§ **Exercise**
Print the data below exactly, but only the lines from the one containing "if !theta.is_finite() ||" down to the one containing "if !root_fraction.is_finite() ||", inclusive.
^^^^^^^^^^^^^^^^
use crate::error::{BalanceError, Result};
use serde::Deserialize;

// Soil texture [%]
#[derive(Clone, Copy, Debug, Deserialize, PartialEq)]
pub struct Texture {
    pub clay: f64, // Clay content [%]
    pub sand: f64, // Sand content [%]
    pub om: f64,   // Organic matter [%]
}

// Soil hydraulic parameters for the tipping-bucket model
#[derive(Clone, Copy, Debug, PartialEq)]
pub struct SoilParams {
    pub(crate) theta_sat: f64, // Saturated water content [m³/m³]
    pub(crate) theta_fc: f64,  // Field capacity [m³/m³]
    pub(crate) theta_pwp: f64, // Permanent wilting point [m³/m³]
    pub(crate) ksat: f64,      // Saturated hydraulic conductivity [mm/day]
}

impl SoilParams {
    pub fn new(theta_sat: f64, theta_fc: f64, theta_pwp: f64, ksat: f64) -> Result<Self> {
        let params = SoilParams {
            theta_sat,
            theta_fc,
            theta_pwp,
            ksat,
        };
        params.validate()?;
        Ok(params)
    }

    /// Derive hydraulic parameters from texture.
    ///
    /// Saxton & Rawls (2008) pedotransfer equations for the 1500 kPa, 33 kPa
    /// and saturated water contents, followed by the calibration for tropical
    /// (Malaysian) soils. K_sat comes from the pore size distribution index.
    pub fn from_texture(texture: Texture) -> Result<Self> {
        let Texture { clay, sand, om } = texture;
        let in_range = |v: f64| v.is_finite() && (0.0..=100.0).contains(&v);
        if !in_range(clay) || !in_range(sand) || clay + sand > 100.0 {
            return Err(BalanceError::InvalidProfile(format!(
                "texture clay={clay}%, sand={sand}% is not a valid composition"
            )));
        }
        if !om.is_finite() || om < 0.0 {
            return Err(BalanceError::InvalidProfile(format!(
                "organic matter must be non-negative, got {om}%"
            )));
        }

        // sand and clay as fractions, organic matter stays in %
        let s = sand / 100.0;
        let c = clay / 100.0;

        let t1500 = -0.024 * s + 0.487 * c + 0.006 * om + 0.005 * (s * om) - 0.013 * (c * om)
            + 0.068 * (s * c)
            + 0.031;
        let theta1500 = t1500 + (0.14 * t1500 - 0.02);

        let t33 = -0.251 * s + 0.195 * c + 0.011 * om + 0.006 * (s * om) - 0.027 * (c * om)
            + 0.452 * (s * c)
            + 0.299;
        let theta33 = t33 + (1.283 * t33.powi(2) - 0.374 * t33 - 0.015);

        let ts33 = 0.278 * s + 0.034 * c + 0.022 * om
            - 0.018 * (s * om)
            - 0.027 * (c * om)
            - 0.584 * (s * c)
            + 0.078;
        let theta_s33 = ts33 + 0.636 * ts33 - 0.107;
        let theta0 = theta33 + theta_s33 - 0.097 * s + 0.043;

        if theta1500 <= 0.0 || theta33 <= theta1500 {
            return Err(BalanceError::InvalidProfile(format!(
                "texture clay={clay}%, sand={sand}%, om={om}% gives no usable retention curve"
            )));
        }

        // pore size distribution index
        let b = (1500f64.ln() - 33f64.ln()) / (theta33.ln() - theta1500.ln());
        let psd = 1.0 / b;
        let awc = theta0 - theta33;
        let ksat_mm_hour = 1930.0 * awc.max(0.0).powf(3.0 - psd);

        Self::new(
            2.225 * theta0 * (1.0 - theta0),
            1.605 * theta33 * (1.0 - theta33),
            1.528 * theta1500 * (1.0 - theta1500),
            ksat_mm_hour * 24.0,
        )
    }

    fn validate(&self) -> Result<()> {
        let SoilParams {
            theta_sat,
            theta_fc,
            theta_pwp,
            ksat,
        } = *self;
        if ![theta_sat, theta_fc, theta_pwp, ksat]
            .iter()
            .all(|v| v.is_finite())
        {
            return Err(BalanceError::InvalidProfile(
                "hydraulic parameters must be finite".to_string(),
            ));
        }
        if !(0.0 <= theta_pwp && theta_pwp <= theta_fc && theta_fc <= theta_sat && theta_sat <= 1.0)
        {
            return Err(BalanceError::InvalidProfile(format!(
                "expected 0 <= pwp <= fc <= sat <= 1, got pwp={theta_pwp}, fc={theta_fc}, sat={theta_sat}"
            )));
        }
        if ksat < 0.0 {
            return Err(BalanceError::InvalidProfile(format!(
                "saturated conductivity must be non-negative, got {ksat}"
            )));
        }
        Ok(())
    }

    pub fn theta_sat(&self) -> f64 {
        self.theta_sat
    }

    pub fn theta_fc(&self) -> f64 {
        self.theta_fc
    }

    pub fn theta_pwp(&self) -> f64 {
        self.theta_pwp
    }

    pub fn ksat(&self) -> f64 {
        self.ksat
    }

    /// Resolve a negative moisture code into a volumetric water content.
    ///
    /// -1, -2 and -3 stand for saturation, field capacity and wilting point.
    /// Codes in between interpolate linearly (-1.5 is halfway between SAT and
    /// FC); any other negative code means field capacity. Non-negative values
    /// are returned unchanged.
    pub fn resolve_moisture_code(&self, code: f64) -> f64 {
        if code >= 0.0 {
            return code;
        }
        let v = -code;
        if (1.0..=2.0).contains(&v) {
            self.theta_sat - (v - 1.0) * (self.theta_sat - self.theta_fc)
        } else if v > 2.0 && v <= 3.0 {
            self.theta_fc - (v - 2.0) * (self.theta_fc - self.theta_pwp)
        } else {
            self.theta_fc
        }
    }
}

// A single soil bucket
#[derive(Clone, Debug)]
pub struct SoilLayer {
    thickness: f64,     // Layer thickness [mm]
    params: SoilParams, // Hydraulic parameters
    theta: f64,         // Current water content [m³/m³]
    root_fraction: f64, // Share of the root system in this layer [-]
    pub name: String,   // Horizon name like "A" or "Bt1"
}

impl SoilLayer {
    pub fn new(thickness: f64, params: SoilParams, theta: f64, root_fraction: f64) -> Result<Self> {
        params.validate()?;
        if !thickness.is_finite() || thickness <= 0.0 {
            return Err(BalanceError::InvalidProfile(format!(
                "layer thickness must be positive, got {thickness}"
            )));
        }
        if !theta.is_finite() || theta < params.theta_pwp || theta > params.theta_sat {
            return Err(BalanceError::InvalidProfile(format!(
                "initial water content {theta} outside [{}, {}]",
                params.theta_pwp, params.theta_sat
            )));
        }
        if !root_fraction.is_finite() || !(0.0..=1.0).contains(&root_fraction) {
            return Err(BalanceError::InvalidProfile(format!(
                "root fraction must lie in [0, 1], got {root_fraction}"
            )));
        }
        Ok(SoilLayer {
            thickness,
            params,
            theta,
            root_fraction,
            name: String::new(),
        })
    }

    pub fn with_name(mut self, name: impl Into<String>) -> Self {
        self.name = name.into();
        self
    }

    pub fn thickness(&self) -> f64 {
        self.thickness
    }

    pub fn params(&self) -> &SoilParams {
        &self.params
    }

    pub fn theta(&self) -> f64 {
        self.theta
    }

    pub fn root_fraction(&self) -> f64 {
        self.root_fraction
    }

    // Stored water [mm]
    pub fn water(&self) -> f64 {
        self.theta * self.thickness
    }

    // Room left before saturation [mm]
    pub fn storage_capacity(&self) -> f64 {
        ((self.params.theta_sat - self.theta) * self.thickness).max(0.0)
    }

    // Water needed to bring the layer back to field capacity [mm]
    pub fn deficit_below_fc(&self) -> f64 {
        ((self.params.theta_fc - self.theta) * self.thickness).max(0.0)
    }

    // Water roots can still pull out [mm]
    pub fn extractable(&self) -> f64 {
        ((self.theta - self.params.theta_pwp) * self.thickness).max(0.0)
    }

    // Gravitational water above field capacity [mm]
    pub fn drainable(&self) -> f64 {
        ((self.theta - self.params.theta_fc) * self.thickness).max(0.0)
    }

    /// Set the stored water [mm], clamping into [θ_pwp, θ_sat].
    ///
    /// Returns the clamped residual in mm: positive for water above
    /// saturation that could not be stored, negative for a deficit below
    /// the wilting point that had to be filled in.
    pub(crate) fn set_water(&mut self, water: f64) -> f64 {
        let lo = self.params.theta_pwp * self.thickness;
        let hi = self.params.theta_sat * self.thickness;
        let clamped = water.clamp(lo, hi);
        self.theta = (clamped / self.thickness).clamp(self.params.theta_pwp, self.params.theta_sat);
        water - clamped
    }

    pub(crate) fn set_root_fraction(&mut self, fraction: f64) {
        self.root_fraction = fraction.clamp(0.0, 1.0);
    }
}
^^^^^^^^^^^^^^^^
§ **Response area**
        if !theta.is_finite() || theta < params.theta_pwp || theta > params.theta_sat {
            return Err(BalanceError::InvalidProfile(format!(
                "initial water content {theta} outside [{}, {}]",
                params.theta_pwp, params.theta_sat
            )));
        }
        if !root_fraction.is_finite() || !(0.0..=1.0).contains(&root_fraction) {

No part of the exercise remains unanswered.